[Collection entries]
──────────
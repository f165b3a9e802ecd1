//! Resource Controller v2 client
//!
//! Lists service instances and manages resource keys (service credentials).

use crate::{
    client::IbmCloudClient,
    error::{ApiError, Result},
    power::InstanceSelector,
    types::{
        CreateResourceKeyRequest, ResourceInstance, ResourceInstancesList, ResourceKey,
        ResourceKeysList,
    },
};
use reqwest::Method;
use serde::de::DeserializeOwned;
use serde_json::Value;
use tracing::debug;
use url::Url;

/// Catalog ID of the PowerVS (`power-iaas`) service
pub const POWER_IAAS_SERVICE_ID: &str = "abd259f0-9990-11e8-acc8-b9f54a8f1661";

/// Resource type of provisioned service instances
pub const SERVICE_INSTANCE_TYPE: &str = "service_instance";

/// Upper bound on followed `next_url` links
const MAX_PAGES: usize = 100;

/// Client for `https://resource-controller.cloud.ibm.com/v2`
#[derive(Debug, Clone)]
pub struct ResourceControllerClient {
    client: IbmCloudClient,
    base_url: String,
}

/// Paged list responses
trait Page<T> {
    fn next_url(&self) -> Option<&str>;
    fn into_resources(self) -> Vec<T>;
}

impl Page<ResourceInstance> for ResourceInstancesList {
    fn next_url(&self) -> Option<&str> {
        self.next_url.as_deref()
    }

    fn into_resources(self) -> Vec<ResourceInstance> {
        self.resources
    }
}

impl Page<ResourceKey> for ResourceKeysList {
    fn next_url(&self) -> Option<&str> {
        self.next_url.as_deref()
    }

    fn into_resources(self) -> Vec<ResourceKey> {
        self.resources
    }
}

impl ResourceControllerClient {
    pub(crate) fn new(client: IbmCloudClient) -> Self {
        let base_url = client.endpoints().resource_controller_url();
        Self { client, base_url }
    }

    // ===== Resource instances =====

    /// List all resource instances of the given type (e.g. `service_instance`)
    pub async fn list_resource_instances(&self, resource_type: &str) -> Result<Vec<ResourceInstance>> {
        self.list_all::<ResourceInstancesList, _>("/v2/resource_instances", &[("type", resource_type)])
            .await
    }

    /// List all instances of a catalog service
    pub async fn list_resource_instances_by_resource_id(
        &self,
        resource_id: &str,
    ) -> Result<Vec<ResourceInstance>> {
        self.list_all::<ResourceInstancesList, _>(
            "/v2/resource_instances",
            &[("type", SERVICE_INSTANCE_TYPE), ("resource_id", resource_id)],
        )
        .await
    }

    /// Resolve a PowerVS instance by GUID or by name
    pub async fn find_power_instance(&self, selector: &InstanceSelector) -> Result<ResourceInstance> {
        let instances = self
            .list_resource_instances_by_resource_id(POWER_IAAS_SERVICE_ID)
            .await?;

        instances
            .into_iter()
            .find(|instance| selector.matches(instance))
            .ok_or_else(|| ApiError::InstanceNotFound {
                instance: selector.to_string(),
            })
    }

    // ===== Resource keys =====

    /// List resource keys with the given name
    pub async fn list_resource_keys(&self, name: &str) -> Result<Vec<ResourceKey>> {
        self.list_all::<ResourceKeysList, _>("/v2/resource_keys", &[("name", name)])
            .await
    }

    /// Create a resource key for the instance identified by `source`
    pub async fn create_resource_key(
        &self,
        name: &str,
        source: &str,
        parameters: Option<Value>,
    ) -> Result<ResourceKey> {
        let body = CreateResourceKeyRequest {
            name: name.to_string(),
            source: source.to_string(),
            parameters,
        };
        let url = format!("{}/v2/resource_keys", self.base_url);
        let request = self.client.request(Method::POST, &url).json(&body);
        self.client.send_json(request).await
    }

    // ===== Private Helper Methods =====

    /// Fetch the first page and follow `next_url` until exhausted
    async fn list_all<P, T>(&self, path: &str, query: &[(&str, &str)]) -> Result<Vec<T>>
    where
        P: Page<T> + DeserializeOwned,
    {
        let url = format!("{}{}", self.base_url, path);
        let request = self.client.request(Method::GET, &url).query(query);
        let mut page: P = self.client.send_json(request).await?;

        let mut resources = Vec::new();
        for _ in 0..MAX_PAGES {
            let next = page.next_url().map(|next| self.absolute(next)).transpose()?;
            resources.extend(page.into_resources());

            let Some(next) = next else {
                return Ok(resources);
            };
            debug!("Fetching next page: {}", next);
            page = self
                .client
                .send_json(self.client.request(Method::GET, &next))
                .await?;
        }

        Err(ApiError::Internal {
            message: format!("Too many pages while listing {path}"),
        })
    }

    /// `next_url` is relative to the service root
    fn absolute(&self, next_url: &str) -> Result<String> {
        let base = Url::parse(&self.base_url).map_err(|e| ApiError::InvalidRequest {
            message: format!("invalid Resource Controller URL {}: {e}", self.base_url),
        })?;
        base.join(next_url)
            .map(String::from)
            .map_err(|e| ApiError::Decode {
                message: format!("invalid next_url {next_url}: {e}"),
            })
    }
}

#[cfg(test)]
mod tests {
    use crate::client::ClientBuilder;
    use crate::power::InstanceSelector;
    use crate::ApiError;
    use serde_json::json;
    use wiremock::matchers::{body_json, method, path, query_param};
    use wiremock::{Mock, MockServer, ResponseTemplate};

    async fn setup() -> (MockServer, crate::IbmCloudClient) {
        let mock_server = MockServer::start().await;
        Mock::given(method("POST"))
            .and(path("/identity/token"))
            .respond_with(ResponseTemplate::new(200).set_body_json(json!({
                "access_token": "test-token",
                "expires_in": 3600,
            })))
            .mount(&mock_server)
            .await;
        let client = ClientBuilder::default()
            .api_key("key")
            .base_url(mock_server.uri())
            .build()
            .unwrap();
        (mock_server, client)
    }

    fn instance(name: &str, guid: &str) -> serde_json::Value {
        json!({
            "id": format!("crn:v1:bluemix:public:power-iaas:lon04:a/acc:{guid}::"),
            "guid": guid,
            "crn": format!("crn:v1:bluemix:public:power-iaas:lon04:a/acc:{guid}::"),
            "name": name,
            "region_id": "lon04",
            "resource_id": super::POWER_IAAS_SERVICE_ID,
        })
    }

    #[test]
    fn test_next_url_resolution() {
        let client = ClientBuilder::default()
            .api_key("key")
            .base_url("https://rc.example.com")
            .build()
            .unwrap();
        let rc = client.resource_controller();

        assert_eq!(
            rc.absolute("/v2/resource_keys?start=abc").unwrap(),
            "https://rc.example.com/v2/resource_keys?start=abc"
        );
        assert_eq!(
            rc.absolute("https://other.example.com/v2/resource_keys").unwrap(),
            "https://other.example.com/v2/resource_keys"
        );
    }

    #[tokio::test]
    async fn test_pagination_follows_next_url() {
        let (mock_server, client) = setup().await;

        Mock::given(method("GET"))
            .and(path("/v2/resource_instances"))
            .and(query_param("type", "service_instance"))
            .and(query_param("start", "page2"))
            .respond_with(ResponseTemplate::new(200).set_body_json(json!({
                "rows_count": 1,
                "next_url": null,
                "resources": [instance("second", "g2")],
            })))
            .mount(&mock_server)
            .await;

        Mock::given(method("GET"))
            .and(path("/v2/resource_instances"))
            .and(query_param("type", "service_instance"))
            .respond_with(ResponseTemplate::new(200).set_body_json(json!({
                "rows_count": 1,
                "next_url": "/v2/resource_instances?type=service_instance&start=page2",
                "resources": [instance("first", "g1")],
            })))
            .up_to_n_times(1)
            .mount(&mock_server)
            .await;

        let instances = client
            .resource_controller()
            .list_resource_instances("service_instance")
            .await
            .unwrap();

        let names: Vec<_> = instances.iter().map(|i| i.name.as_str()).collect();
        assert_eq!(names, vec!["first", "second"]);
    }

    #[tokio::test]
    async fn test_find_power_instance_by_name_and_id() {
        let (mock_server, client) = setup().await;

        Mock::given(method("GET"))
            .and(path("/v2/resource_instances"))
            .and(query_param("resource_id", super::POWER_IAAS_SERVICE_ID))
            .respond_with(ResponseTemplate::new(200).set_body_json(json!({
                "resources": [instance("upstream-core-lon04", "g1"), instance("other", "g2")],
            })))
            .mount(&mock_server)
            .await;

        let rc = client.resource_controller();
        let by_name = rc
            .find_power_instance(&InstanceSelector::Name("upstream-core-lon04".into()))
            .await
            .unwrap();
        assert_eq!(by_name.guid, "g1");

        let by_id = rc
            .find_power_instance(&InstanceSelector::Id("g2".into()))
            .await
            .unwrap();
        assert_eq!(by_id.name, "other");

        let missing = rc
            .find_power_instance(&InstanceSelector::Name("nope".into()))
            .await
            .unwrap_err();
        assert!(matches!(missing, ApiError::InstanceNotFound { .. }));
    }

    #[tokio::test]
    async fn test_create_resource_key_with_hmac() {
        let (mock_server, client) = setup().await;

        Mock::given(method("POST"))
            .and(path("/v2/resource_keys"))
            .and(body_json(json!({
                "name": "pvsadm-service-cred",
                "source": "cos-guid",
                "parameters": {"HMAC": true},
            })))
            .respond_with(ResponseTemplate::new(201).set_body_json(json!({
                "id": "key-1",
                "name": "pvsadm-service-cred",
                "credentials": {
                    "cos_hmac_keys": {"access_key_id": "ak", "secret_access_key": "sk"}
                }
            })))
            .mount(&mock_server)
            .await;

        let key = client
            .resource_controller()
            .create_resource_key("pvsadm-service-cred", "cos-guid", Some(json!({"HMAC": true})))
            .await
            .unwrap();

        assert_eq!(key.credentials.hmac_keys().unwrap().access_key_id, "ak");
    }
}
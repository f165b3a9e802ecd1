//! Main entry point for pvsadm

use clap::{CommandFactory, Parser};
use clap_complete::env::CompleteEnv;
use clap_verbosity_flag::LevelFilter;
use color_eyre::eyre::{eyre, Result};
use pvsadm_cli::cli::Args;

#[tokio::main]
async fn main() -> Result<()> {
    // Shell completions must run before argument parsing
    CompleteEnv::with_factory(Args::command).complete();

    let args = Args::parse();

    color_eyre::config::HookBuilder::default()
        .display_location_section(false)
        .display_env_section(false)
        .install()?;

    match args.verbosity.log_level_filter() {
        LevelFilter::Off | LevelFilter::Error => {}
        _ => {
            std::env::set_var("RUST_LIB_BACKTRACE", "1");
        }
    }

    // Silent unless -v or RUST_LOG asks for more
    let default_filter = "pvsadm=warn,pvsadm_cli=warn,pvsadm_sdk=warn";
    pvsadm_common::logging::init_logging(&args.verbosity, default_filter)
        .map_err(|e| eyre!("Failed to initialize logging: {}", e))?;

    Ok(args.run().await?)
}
──────────
Single out each line of the records above with the string "InstanceSelector" in it, and copy it.

RESULT FOR THIS TASK:
    power::InstanceSelector,
    pub async fn find_power_instance(&self, selector: &InstanceSelector) -> Result<ResourceInstance> {
    use crate::power::InstanceSelector;
            .find_power_instance(&InstanceSelector::Name("upstream-core-lon04".into()))
            .find_power_instance(&InstanceSelector::Id("g2".into()))
            .find_power_instance(&InstanceSelector::Name("nope".into()))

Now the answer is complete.